Another embodiment of the invention is a process in which liquid hydrocarbon is used as a fluid for hydrocarbon fracturing operation. In this embodiment, a rig produces oil and associated gas. All or a portion of associated gas is normally fed to a flaring operation and diverted to an NGL production unit. Hydrocarbon effluent is removed from the NGL production unit and is fed to a power generation unit. Light or stripped gas from the power generation unit may be recycled to an associated gas line for further processing or flaring if necessary.

Hydrocarbon gas effluent from the NGL unit is fed to the LNG unit. As previously described, the LNG unit converts gaseous hydrocarbons, preferably primarily methane gas, to liquefied gas hydrocarbons, preferably LNG. Effluent from the LNG unit may be fed to a storage unit for later use. Alternatively, effluent LNG is also directly fed to a fracturing rig, as shown in FIG. 1; 113. LNG from the production unit may also be combined with LNG from the storage tank.

As noted, the liquefied hydrocarbon may be LNG or liquefied hydrocarbons of various compositions. The exact composition of liquefied hydrocarbon varies depending on the components of oil and gas extracted from the oil well, the desired amounts and hydrocarbon compositions in the feed and effluents for the NGL, power generation and liquefied hydrocarbon gas production units.

The liquefied hydrocarbons present in the fracturing fluid may comprise any number of carbon-containing components that are suitable to be liquefied. Preferably, the contemplated fracturing fluid includes from one to four carbons, including isomers, and most preferably CH₄ , C₂H₆, and mixtures thereof. The liquefied hydrocarbons are typically maintained at atmospheric pressure and at a temperature of −240F to −260F, preferably −260F.

The liquefied hydrocarbon may be used in one or more staging and sub-staging operations of a fracturing process.

Use of liquefied hydrocarbons as a fracturing fluid saves water and space required for hydraulic fracturing. Drilling and hydraulic fracturing typically requires very large volumes of water often of the order of 2 to 4 million gallons per well.
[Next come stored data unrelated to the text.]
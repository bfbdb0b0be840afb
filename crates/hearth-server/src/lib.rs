//! Hearth production server.
//!
//! Single-threaded, readiness-multiplexed runtime for the hub core. One
//! thread owns everything: the listening socket, the per-connection
//! streams, the interest set, and the [`HubDriver`]. Each loop iteration
//! waits on the multiplexer with a bounded timeout, dispatches every ready
//! endpoint (listener → accept, connection → read), then feeds a tick to
//! the driver so idle sessions are reaped — all without a single lock,
//! because no other thread of control exists.
//!
//! # Architecture
//!
//! This crate provides production glue around [`hearth_core`]'s
//! action-based logic: the [`HubDriver`] decides, the [`Server`] executes.
//! Writes are fire-and-forget; a failed delivery is logged and the broken
//! peer is caught by its own read error or by the liveness sweep.
//!
//! # Components
//!
//! - [`Server`]: the event loop and action executor
//! - [`Multiplexer`] / [`PollMux`]: readiness notification strategy
//! - [`TcpTransport`]: the listening endpoint

#![forbid(unsafe_code)]
#![warn(missing_docs)]

mod error;
mod mux;
mod transport;

use std::{
    collections::HashMap,
    io::{self, Read, Write},
    time::{Duration, Instant},
};

use bytes::Bytes;
pub use error::ServerError;
pub use hearth_core::HubConfig;
use hearth_core::{HubAction, HubDriver, HubEvent, LogLevel};
use mio::net::TcpStream;
pub use mux::{LISTENER_ID, Multiplexer, PollMux};
pub use transport::TcpTransport;

/// Default upper bound on one readiness wait.
///
/// Short enough that the liveness sweep runs several times per default
/// eviction threshold even with no traffic at all.
pub const DEFAULT_POLL_TIMEOUT: Duration = Duration::from_secs(1);

/// Bytes read from a connection in one call. The protocol is line-oriented
/// text where one read is one logical message; longer or split messages are
/// not reassembled.
const READ_BUFFER_SIZE: usize = 1024;

/// Server configuration for the production runtime.
#[derive(Debug, Clone)]
pub struct ServerRuntimeConfig {
    /// Address to bind to (e.g., "0.0.0.0:9000").
    pub bind_address: String,
    /// Upper bound on one readiness wait.
    pub poll_timeout: Duration,
    /// Hub configuration (liveness timeout, connection limit).
    pub hub: HubConfig,
}

impl Default for ServerRuntimeConfig {
    fn default() -> Self {
        Self {
            bind_address: "0.0.0.0:9000".to_string(),
            poll_timeout: DEFAULT_POLL_TIMEOUT,
            hub: HubConfig::default(),
        }
    }
}

/// Production hub server.
///
/// Wraps [`HubDriver`] with a TCP listener and a readiness multiplexer.
/// Generic over the [`Multiplexer`] so the notification strategy can be
/// swapped without touching the loop.
pub struct Server<M = PollMux>
where
    M: Multiplexer,
{
    /// The action-based hub driver.
    driver: HubDriver,
    /// Listening endpoint.
    transport: TcpTransport,
    /// Interest set / readiness notification.
    mux: M,
    /// Live connection streams, keyed by connection id.
    ///
    /// Kept in lockstep with the driver's registry and the interest set:
    /// entries are added and removed within the same loop iteration.
    connections: HashMap<u64, TcpStream>,
    /// Next connection id to hand out; never reused.
    next_conn_id: u64,
    /// Upper bound on one readiness wait.
    poll_timeout: Duration,
}

impl Server<PollMux> {
    /// Create and bind a new server.
    pub fn bind(config: ServerRuntimeConfig) -> Result<Self, ServerError> {
        let mut transport = TcpTransport::bind(&config.bind_address)?;

        let mut mux = PollMux::new()
            .map_err(|e| ServerError::Transport(format!("failed to create poller: {e}")))?;
        mux.register_listener(transport.listener_mut())
            .map_err(|e| ServerError::Transport(format!("failed to watch listener: {e}")))?;

        Ok(Self {
            driver: HubDriver::new(config.hub),
            transport,
            mux,
            connections: HashMap::new(),
            next_conn_id: LISTENER_ID + 1,
            poll_timeout: config.poll_timeout,
        })
    }
}

impl<M> Server<M>
where
    M: Multiplexer,
{
    /// Local address the server is bound to.
    pub fn local_addr(&self) -> Result<std::net::SocketAddr, ServerError> {
        self.transport.local_addr()
    }

    /// Run the event loop.
    ///
    /// Returns only when the readiness wait itself fails; everything else —
    /// accept failures, per-connection read and write errors, hub
    /// rejections — is handled in place and the loop keeps serving.
    pub fn run(mut self) -> Result<(), ServerError> {
        tracing::info!("hub serving on {}", self.transport.local_addr()?);

        loop {
            let ready = match self.mux.wait(self.poll_timeout) {
                Ok(ready) => ready,
                Err(e) => {
                    tracing::error!("readiness wait failed: {e}");
                    return Err(ServerError::Transport(format!("readiness wait failed: {e}")));
                },
            };

            // Ascending id order; the listener (id 0) comes first when ready.
            for conn_id in ready {
                if conn_id == LISTENER_ID {
                    self.accept_pending();
                } else if self.connections.contains_key(&conn_id) {
                    // Ids closed earlier in this iteration are skipped.
                    self.drain_connection(conn_id);
                }
            }

            // Liveness sweep, strictly after all dispatch for this iteration.
            self.dispatch(HubEvent::Tick);
        }
    }

    /// Accept every pending inbound connection.
    ///
    /// The ready-only multiplexer signals the listener once per edge, so
    /// this drains the backlog to `WouldBlock`.
    fn accept_pending(&mut self) {
        loop {
            match self.transport.accept() {
                Ok((mut stream, peer_addr)) => {
                    let conn_id = self.next_conn_id;
                    self.next_conn_id += 1;

                    if let Err(e) = self.mux.register(conn_id, &mut stream) {
                        tracing::warn!("cannot watch connection {conn_id} from {peer_addr}: {e}");
                        continue;
                    }

                    self.connections.insert(conn_id, stream);
                    tracing::debug!(
                        "accepted connection {conn_id} from {peer_addr} ({} watched, high water {})",
                        self.mux.watched(),
                        self.mux.high_water()
                    );

                    self.dispatch(HubEvent::ConnectionAccepted { conn_id });
                },
                Err(e) if e.kind() == io::ErrorKind::WouldBlock => break,
                Err(e) if e.kind() == io::ErrorKind::Interrupted => {},
                Err(e) => {
                    // Non-fatal: log and retry on the next readiness.
                    tracing::warn!("accept failed: {e}");
                    break;
                },
            }
        }
    }

    /// Read a ready connection until it has nothing more to give.
    ///
    /// Each successful chunk is one logical message for the hub. Zero bytes
    /// means the peer closed; a real error is treated the same way, the two
    /// differing only in the logged reason.
    fn drain_connection(&mut self, conn_id: u64) {
        let mut buf = [0u8; READ_BUFFER_SIZE];

        loop {
            let read_result = match self.connections.get_mut(&conn_id) {
                Some(stream) => stream.read(&mut buf),
                None => return,
            };

            match read_result {
                Ok(0) => {
                    self.close_connection(conn_id);
                    self.dispatch(HubEvent::ConnectionClosed {
                        conn_id,
                        reason: "peer closed".to_string(),
                    });
                    return;
                },
                Ok(n) => {
                    let bytes = Bytes::copy_from_slice(&buf[..n]);
                    self.dispatch(HubEvent::DataReceived { conn_id, bytes });
                },
                Err(e) if e.kind() == io::ErrorKind::WouldBlock => return,
                Err(e) if e.kind() == io::ErrorKind::Interrupted => {},
                Err(e) => {
                    self.close_connection(conn_id);
                    self.dispatch(HubEvent::ConnectionClosed {
                        conn_id,
                        reason: format!("read error: {e}"),
                    });
                    return;
                },
            }
        }
    }

    /// Feed one event to the driver and execute the resulting actions.
    fn dispatch(&mut self, event: HubEvent) {
        match self.driver.process_event(event, Instant::now()) {
            Ok(actions) => self.execute_actions(actions),
            Err(e) => tracing::warn!("hub rejected event: {e}"),
        }
    }

    /// Execute hub actions.
    fn execute_actions(&mut self, actions: Vec<HubAction>) {
        for action in actions {
            match action {
                HubAction::Send { conn_id, payload } => {
                    self.write_payload(conn_id, &payload);
                },

                HubAction::Broadcast { room_id, payload, exclude } => {
                    let recipients: Vec<u64> = self
                        .driver
                        .sessions_in_room(room_id)
                        .filter(|id| Some(*id) != exclude)
                        .collect();

                    for conn_id in recipients {
                        self.write_payload(conn_id, &payload);
                    }
                },

                HubAction::Close { conn_id, reason } => {
                    tracing::info!("closing connection {conn_id}: {reason}");
                    self.close_connection(conn_id);
                },

                HubAction::Log { level, message } => match level {
                    LogLevel::Debug => tracing::debug!("{message}"),
                    LogLevel::Info => tracing::info!("{message}"),
                    LogLevel::Warn => tracing::warn!("{message}"),
                    LogLevel::Error => tracing::error!("{message}"),
                },
            }
        }
    }

    /// Best-effort write to one connection.
    ///
    /// Failures are logged and never surfaced to the sender; a broken peer
    /// is reaped by its own read error or the liveness sweep.
    fn write_payload(&mut self, conn_id: u64, payload: &[u8]) {
        let Some(stream) = self.connections.get_mut(&conn_id) else {
            tracing::debug!("dropping write to closed connection {conn_id}");
            return;
        };

        if let Err(e) = stream.write_all(payload) {
            tracing::warn!("write to connection {conn_id} failed: {e}");
        }
    }

    /// Drop a connection from the stream map and the interest set.
    ///
    /// The stream is closed when it drops; the registry side is handled by
    /// the driver (either it already evicted the session, or the caller
    /// follows up with a close event).
    fn close_connection(&mut self, conn_id: u64) {
        if let Some(mut stream) = self.connections.remove(&conn_id) {
            if let Err(e) = self.mux.deregister(&mut stream) {
                tracing::debug!("deregister failed for connection {conn_id}: {e}");
            }
        }
    }
}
Substituting all or part of this water with otherwise wasted natural gas can represent considerable savings of a valuable resource, and reductions in the cost of water storage, handling and use facilities at the fracturing site as well as reducing the cost and risks associated with disposal.

Claims

1. A method of extracting hydrocarbon from the ground comprising:

recovering gas from a hydrocarbon producing wellsite;

converting recovered gas to a liquefied gas; and

feeding at least a portion of the liquefied gas to a fracturing operation nearby the wellsite.

2. The method of claim 1, wherein at least a portion of the liquefied gas is exported to another fracturing operation.

3. A formulation for fracturing fluid comprising liquefied gas wherein at least a portion of the liquefied gas comprises methane extracted from the fracturing operation site.

4. A method of extracting hydrocarbon from the ground consisting of:

recovering a hydrocarbon from a hydrocarbon producing wellsite.

5. The method of claim 4 wherein the hydrocarbon is selected from a group consisting of light gasoline, propane, and butane.

6. The method of claim 4 wherein the hydrocarbon is Y-grade hydrocarbons.

7. The method of claim 4 wherein the hydrocarbon is used to power on-site generators.

8. The method of claim 4 wherein the hydrocarbons are stored for later use at the site.

9. The method of claim 4 wherein the hydorcarbons are exported to other fracturing sites.